Increasing tax rates frequently, refusing to gracefully accept judicial verdicts that go against the tax department and changing tax laws, sometimes even retrospectively, whimsically altering settled matters and loudly proclaiming a false narrative that the lives of the poor can be transformed by impoverishing the rich — we have unfortunately witnessed these patterns of behaviour on the part of our State. So what you are recommending is in many ways old wine from our perspective. Let me assure you that it is very sour old wine.

It is only a complete ignorance of India’s recent history that would lead to the fatuous suggestion being made for the introduction of a wealth tax. Let me make some predictions in the spirit of Positive Economics. As soon as a wealth tax is introduced, Indian promoters will start suppressing the share prices of their companies. The income tax department will then sue the promoters and demand a wealth tax not on the price as of 31 March, but based on the notional value that the department attributes. This will lead to endless litigation, most of which the tax department will lose. Incidentally, a lot of retail middle class investors will also lose as a result of depressed share prices. Our burgeoning capital markets of the last three decades may be the irreparably damaged.

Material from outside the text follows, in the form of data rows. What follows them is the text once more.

//! Per-segment path assembly.
//!
//! A segment is one of six 60° wedges of the ring. In the unchecked state it
//! is an annulus sliver bounded by an outer arc, an inner arc, and two radial
//! connecting lines; in the checked state the inner boundary collapses onto
//! two adjacent checkmark vertices, so the six segments jointly trace the
//! mark.

use glam::Vec2;
use std::f32::consts::TAU;

use crate::arc::{optimal_distance, point_along_tangent, point_on_circle, tangent_slope};
use crate::checkmark::CheckmarkProfile;
use crate::color::Rgba;
use crate::path::{Path, PathBuilder};

#[cfg(feature = "serde")]
use serde::{Deserialize, Serialize};

/// Number of wedges in the ring. The checkmark has exactly six vertices, so
/// the segment count is fixed.
pub const SEGMENTS: usize = 6;

/// Hairline stroke width applied with the fill color to hide the sub-pixel
/// seams between adjacent segment layers.
pub const SEAM_STROKE_WIDTH: f32 = 0.2;

/// Everything a host needs to draw one segment: its closed path, fill color,
/// and the seam-hiding stroke width (stroked in the fill color).
#[derive(Debug, Clone, PartialEq)]
#[cfg_attr(feature = "serde", derive(Serialize, Deserialize))]
pub struct SegmentVisual {
    /// Closed path in the checkbox's local `[0, 2r]²` frame.
    pub path: Path,
    /// Fill (and stroke) color.
    pub fill: Rgba,
    /// Stroke width; see [`SEAM_STROKE_WIDTH`].
    pub stroke_width: f32,
}

/// Angular span of a segment.
///
/// The "start" angle belongs to the numerically later index: segments are
/// swept from `(i + 1) · 60°` back to `i · 60°`. Flipping this would mirror
/// every control-point direction, so it is part of the wedge's contract.
fn segment_span(segment: usize) -> (f32, f32) {
    let step = TAU / SEGMENTS as f32;
    let start = ((segment + 1) % SEGMENTS) as f32 * step;
    let end = segment as f32 * step;
    (start, end)
}

/// Appends the segment's outer arc (move + cubic) shared by both states.
fn outer_arc(radius: f32, start_theta: f32, end_theta: f32) -> (PathBuilder, Vec2, Vec2) {
    let center = Vec2::splat(radius);
    let distance = optimal_distance(SEGMENTS as u32) * radius;

    let start = point_on_circle(radius, start_theta, 0.0);
    let end = point_on_circle(radius, end_theta, 0.0);

    let control1 = point_along_tangent(tangent_slope(start, center), start, distance, false, radius);
    let control2 = point_along_tangent(tangent_slope(end, center), end, distance, true, radius);

    let builder = PathBuilder::new()
        .move_to(start)
        .cubic_to(control1, control2, end);
    (builder, start, end)
}

/// Builds the unchecked-state annulus wedge for one segment.
///
/// The inner arc runs end → start so the wedge closes as a single loop:
/// outer curve, line inward, inner curve back, line out, close.
pub fn ring_segment(radius: f32, border_width: f32, segment: usize) -> Path {
    assert!(segment < SEGMENTS, "segment index {segment} out of range");

    let center = Vec2::splat(radius);
    let inner_radius = radius - border_width;
    let inner_distance = optimal_distance(SEGMENTS as u32) * inner_radius;
    let (start_theta, end_theta) = segment_span(segment);

    let (builder, outer_start, _) = outer_arc(radius, start_theta, end_theta);

    let inner_end = point_on_circle(inner_radius, end_theta, border_width);
    let inner_start = point_on_circle(inner_radius, start_theta, border_width);

    let control3 = point_along_tangent(
        tangent_slope(inner_end, center),
        inner_end,
        inner_distance,
        true,
        radius,
    );
    let control4 = point_along_tangent(
        tangent_slope(inner_start, center),
        inner_start,
        inner_distance,
        false,
        radius,
    );

    builder
        .line_to(inner_end)
        .cubic_to(control3, control4, inner_start)
        .line_to(outer_start)
        .close()
        .build()
}

/// Builds the checked-state sliver for one segment.
///
/// Keeps the outer arc, then collapses onto the pair of adjacent checkmark
/// vertices `vertices[i]`, `vertices[(i + 1) % 6]`. Laid over the ring the
/// six slivers morph into the mark's outline.
pub fn check_segment(radius: f32, profile: &CheckmarkProfile, segment: usize) -> Path {
    assert!(segment < SEGMENTS, "segment index {segment} out of range");

    let (start_theta, end_theta) = segment_span(segment);
    let (builder, _, _) = outer_arc(radius, start_theta, end_theta);

    let vertices = profile.vertices(radius);
    builder
        .line_to(vertices[segment % SEGMENTS])
        .line_to(vertices[(segment + 1) % SEGMENTS])
        .close()
        .build()
}
//! The six-vertex checkmark chevron.
//!
//! The checked state replaces the ring with a checkmark traced by six anchor
//! points. Their proportions are fixed ratios of the checkbox radius, so the
//! mark scales with the control while keeping its shape.

use glam::Vec2;

#[cfg(feature = "serde")]
use serde::{Deserialize, Serialize};

/// Tunable proportions of the checkmark shape.
///
/// All lengths are ratios of the checkbox radius. The defaults reproduce the
/// original hand-tuned mark; changing them reshapes the chevron without
/// touching the path assembly.
#[derive(Debug, Clone, Copy, PartialEq)]
#[cfg_attr(feature = "serde", derive(Serialize, Deserialize))]
pub struct CheckmarkProfile {
    /// Slope of the long arm (screen coordinates, y down).
    pub rise: f32,
    /// Stroke thickness as a fraction of the radius.
    pub thickness_ratio: f32,
    /// Long-arm length as a fraction of the radius.
    pub length_ratio: f32,
    /// Starting anchor (tip of the long arm) as fractions of the radius.
    pub anchor: Vec2,
    /// Divisor applied to the short arm's angle, controlling how steeply the
    /// mark descends to its pivot.
    pub descent_scale: f32,
}

impl Default for CheckmarkProfile {
    fn default() -> Self {
        Self {
            rise: 2.0 / 3.0,
            thickness_ratio: 0.4,
            length_ratio: 1.2,
            anchor: Vec2::new(1.5, 0.65),
            descent_scale: 2.5,
        }
    }
}

impl CheckmarkProfile {
    /// Slope of the short arm, perpendicular to the long arm.
    pub fn fall(&self) -> f32 {
        -1.0 / self.rise
    }

    /// Computes the six chevron vertices for a checkbox of the given radius.
    ///
    /// The vertices chain: walking `p1 → p2 → ... → p6 → p1` traces the
    /// closed checkmark outline, and segment `i` of the checked state spans
    /// `vertices[i]` to `vertices[(i + 1) % 6]`.
    pub fn vertices(&self, radius: f32) -> [Vec2; 6] {
        let rise = self.rise;
        let fall = self.fall();

        let alpha = rise.atan();
        let gamma = fall.atan() / self.descent_scale;

        let thickness = self.thickness_ratio * radius;
        let length = self.length_ratio * radius;

        let p1 = self.anchor * radius;
        let p2 = p1 - Vec2::new(thickness * alpha, thickness * alpha * rise);
        let p3 = p2 + Vec2::new(length * gamma, length * gamma * fall);
        let p4 = p3 - Vec2::new(thickness * alpha, thickness * alpha * rise);
        let p5 = p4 + Vec2::new(thickness * gamma, thickness * gamma * fall);
        let p6 = p5 + Vec2::new(2.0 * thickness * alpha, 2.0 * thickness * alpha * rise);

        [p1, p2, p3, p4, p5, p6]
    }
}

Valuations of private companies will of course lead to further litigations. The two businesses which will have double digit growth in India will be accounting services and legal services. Making and selling other products and services will become less and less attractive. As far as the recent unicorns are concerned, we can be sure that as soon as any companies raise money at a high valuation, the tax department will send out notices claiming wealth tax for the values. If the share prices drop, the department will still demand its pound of flesh based on the purely notional historical value. Investors and entrepreneurs will have to pay tax on wealth that they don’t have.

My next prediction is that the investors and entrepreneurs behind the unicorns will leave Bengaluru in droves and move to Singapore and Dubai. This loss of talent will cost the country a great deal. When a French monarch repealed the edict of Nantes, industrious, hardworking and wealthy huguenots left France. Netherlands and England gained from the talent influx. France possibly never fully recovered from the human capital loss. As night follows day, a wealth tax will cause a similar and possibly catastrophic human capital migration from India. Oxfam being an international organisation may not care as to where talent is located. We, on the other hand, have a vested interest in retaining and nurturing our talent base within our country.

I am told that some self-important woke gazillionaires have actually put out a public document that they want to pay more taxes. I have never heard of greater humbug. Nothing prevents these worthies from paying more taxes. I am yet to come across an Income Tax officer who will not accept more taxes. Let these folks pay. Why do they want to destroy the incentives and distort the economic signals for others who are building businesses, creating jobs and playing the game of creating wide prosperity rather than reaching for the mirage of ephemeral redistribution of poverty, which will remain as wealth-creation is effectively discouraged?

You will doubtless find my advice unpalatable, gratuitous and overbearing. But I can assure you that I am not wrong. Do get back to collecting old clothes and distributing them. And leave economics alone. And leave poor countries alone.

Jaithirth Rao is a retired businessperson who lives in Mumbai. Views are personal.

This article has been updated to include additions.